ABOUT THIS EXERCISE:
From the entries that follow, copy each line containing the word "objects".

MATERIALS PROVIDED:
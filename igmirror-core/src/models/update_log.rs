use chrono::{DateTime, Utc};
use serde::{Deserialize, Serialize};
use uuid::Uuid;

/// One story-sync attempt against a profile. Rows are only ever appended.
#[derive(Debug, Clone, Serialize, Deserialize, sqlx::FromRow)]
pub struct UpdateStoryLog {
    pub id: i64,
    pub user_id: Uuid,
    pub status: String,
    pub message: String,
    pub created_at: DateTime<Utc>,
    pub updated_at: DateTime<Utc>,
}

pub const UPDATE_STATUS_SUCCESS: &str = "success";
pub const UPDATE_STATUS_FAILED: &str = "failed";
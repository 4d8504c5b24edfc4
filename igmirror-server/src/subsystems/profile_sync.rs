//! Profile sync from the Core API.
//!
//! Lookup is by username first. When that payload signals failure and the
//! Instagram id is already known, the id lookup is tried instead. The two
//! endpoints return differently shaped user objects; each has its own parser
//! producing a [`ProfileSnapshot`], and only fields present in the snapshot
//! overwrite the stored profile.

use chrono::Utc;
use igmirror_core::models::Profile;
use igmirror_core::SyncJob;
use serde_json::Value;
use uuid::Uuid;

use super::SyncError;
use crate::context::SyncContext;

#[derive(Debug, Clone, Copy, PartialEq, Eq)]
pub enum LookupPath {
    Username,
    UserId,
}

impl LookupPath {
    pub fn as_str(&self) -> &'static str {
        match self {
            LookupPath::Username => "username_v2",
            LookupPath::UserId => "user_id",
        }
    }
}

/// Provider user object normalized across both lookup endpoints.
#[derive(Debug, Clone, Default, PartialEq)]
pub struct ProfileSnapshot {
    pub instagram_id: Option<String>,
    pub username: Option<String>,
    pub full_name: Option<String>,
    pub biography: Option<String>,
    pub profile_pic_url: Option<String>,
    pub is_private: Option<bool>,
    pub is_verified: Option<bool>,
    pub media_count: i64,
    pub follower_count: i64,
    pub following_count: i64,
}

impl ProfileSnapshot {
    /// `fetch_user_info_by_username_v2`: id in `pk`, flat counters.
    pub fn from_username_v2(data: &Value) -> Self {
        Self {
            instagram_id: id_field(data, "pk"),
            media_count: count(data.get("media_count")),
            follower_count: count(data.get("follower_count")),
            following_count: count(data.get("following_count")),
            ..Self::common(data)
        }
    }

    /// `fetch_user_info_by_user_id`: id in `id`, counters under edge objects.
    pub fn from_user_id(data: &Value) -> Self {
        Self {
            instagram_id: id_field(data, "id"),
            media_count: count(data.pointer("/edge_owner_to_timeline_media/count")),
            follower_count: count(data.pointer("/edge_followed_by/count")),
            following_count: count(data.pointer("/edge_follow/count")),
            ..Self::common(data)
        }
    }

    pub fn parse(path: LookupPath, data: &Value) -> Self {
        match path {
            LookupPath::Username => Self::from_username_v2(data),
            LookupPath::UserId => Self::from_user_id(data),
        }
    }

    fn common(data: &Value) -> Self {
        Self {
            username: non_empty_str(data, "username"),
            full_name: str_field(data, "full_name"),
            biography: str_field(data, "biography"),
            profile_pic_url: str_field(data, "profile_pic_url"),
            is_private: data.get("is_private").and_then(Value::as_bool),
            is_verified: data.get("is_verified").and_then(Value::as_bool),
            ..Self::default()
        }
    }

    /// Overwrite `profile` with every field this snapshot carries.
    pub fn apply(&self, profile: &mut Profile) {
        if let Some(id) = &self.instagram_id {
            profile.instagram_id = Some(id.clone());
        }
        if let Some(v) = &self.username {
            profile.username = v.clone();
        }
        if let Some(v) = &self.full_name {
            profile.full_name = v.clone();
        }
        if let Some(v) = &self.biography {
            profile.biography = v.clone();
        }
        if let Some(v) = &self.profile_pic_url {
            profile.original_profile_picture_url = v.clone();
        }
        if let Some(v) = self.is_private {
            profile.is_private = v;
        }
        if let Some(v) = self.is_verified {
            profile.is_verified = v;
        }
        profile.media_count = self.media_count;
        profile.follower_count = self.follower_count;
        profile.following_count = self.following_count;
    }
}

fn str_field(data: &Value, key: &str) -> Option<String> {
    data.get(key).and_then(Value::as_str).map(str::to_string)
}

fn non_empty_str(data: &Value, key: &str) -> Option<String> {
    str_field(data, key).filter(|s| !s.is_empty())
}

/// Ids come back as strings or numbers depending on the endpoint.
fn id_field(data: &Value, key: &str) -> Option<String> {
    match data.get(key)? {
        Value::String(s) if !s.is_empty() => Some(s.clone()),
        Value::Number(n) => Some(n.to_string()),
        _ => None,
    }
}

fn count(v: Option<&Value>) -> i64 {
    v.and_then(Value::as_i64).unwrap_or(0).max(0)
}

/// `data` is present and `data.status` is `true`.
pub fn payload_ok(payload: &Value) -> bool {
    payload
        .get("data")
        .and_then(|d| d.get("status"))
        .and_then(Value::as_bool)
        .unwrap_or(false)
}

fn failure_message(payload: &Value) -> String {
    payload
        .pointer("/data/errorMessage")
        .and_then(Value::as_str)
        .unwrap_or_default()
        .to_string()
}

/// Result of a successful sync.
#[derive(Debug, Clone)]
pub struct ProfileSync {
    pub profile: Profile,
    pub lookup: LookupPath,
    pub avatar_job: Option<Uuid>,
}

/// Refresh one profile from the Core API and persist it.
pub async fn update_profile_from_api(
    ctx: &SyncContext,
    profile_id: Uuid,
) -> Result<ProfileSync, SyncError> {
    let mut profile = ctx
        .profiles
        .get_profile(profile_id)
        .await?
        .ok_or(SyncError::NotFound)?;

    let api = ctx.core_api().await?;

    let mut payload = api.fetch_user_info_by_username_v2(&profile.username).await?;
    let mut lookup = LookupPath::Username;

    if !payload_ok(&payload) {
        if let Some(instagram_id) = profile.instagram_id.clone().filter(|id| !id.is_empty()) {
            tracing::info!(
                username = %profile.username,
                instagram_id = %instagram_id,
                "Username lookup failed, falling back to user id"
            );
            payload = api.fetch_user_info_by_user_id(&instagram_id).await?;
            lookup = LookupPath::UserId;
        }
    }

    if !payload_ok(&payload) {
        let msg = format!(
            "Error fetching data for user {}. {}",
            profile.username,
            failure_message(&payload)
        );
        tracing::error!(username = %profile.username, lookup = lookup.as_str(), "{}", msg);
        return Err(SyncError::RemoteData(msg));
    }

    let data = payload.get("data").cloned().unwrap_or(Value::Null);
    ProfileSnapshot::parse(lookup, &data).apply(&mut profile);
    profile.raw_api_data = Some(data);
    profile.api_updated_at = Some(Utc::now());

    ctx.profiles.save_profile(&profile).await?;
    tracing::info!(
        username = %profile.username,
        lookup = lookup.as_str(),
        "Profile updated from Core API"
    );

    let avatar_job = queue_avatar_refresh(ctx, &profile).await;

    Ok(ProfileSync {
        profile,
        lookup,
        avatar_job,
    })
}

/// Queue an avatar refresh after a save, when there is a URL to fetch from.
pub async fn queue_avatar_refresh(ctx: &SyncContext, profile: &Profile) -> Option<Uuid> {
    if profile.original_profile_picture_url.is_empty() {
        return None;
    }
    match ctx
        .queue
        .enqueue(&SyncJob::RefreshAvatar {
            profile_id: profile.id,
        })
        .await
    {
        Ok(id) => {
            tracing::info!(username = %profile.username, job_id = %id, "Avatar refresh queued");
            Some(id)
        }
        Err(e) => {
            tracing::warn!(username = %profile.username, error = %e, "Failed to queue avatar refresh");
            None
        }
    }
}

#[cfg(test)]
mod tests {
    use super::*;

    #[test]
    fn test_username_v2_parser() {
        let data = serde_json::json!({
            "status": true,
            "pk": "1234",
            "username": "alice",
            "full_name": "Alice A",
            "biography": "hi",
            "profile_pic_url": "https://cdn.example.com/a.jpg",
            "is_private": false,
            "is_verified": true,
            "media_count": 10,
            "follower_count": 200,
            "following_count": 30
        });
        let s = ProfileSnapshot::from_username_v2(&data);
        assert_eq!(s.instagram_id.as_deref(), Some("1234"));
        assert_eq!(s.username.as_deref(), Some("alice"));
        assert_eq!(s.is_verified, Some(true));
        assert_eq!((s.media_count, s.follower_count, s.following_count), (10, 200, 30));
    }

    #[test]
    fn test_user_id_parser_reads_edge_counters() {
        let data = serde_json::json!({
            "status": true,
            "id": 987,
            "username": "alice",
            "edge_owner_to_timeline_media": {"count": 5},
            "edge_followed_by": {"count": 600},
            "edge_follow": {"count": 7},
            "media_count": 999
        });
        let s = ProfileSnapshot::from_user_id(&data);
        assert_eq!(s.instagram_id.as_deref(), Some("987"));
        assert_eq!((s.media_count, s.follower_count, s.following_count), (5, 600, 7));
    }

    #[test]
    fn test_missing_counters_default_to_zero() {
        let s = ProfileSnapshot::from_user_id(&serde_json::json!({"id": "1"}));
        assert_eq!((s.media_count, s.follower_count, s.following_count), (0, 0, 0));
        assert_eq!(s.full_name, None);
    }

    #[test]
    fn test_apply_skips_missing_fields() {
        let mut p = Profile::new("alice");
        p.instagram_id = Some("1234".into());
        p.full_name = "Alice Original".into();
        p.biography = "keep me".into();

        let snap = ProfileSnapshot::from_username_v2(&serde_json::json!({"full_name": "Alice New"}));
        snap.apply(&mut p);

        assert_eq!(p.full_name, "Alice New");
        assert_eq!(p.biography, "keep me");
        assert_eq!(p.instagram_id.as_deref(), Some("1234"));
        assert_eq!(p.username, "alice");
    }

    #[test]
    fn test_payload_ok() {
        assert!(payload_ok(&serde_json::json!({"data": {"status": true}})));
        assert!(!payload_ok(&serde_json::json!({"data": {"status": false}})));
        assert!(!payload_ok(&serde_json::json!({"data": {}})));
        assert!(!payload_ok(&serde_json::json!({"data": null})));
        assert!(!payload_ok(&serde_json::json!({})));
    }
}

RESULT FOR THIS TASK:
//! endpoints return differently shaped user objects; each has its own parser
    /// `fetch_user_info_by_user_id`: id in `id`, counters under edge objects.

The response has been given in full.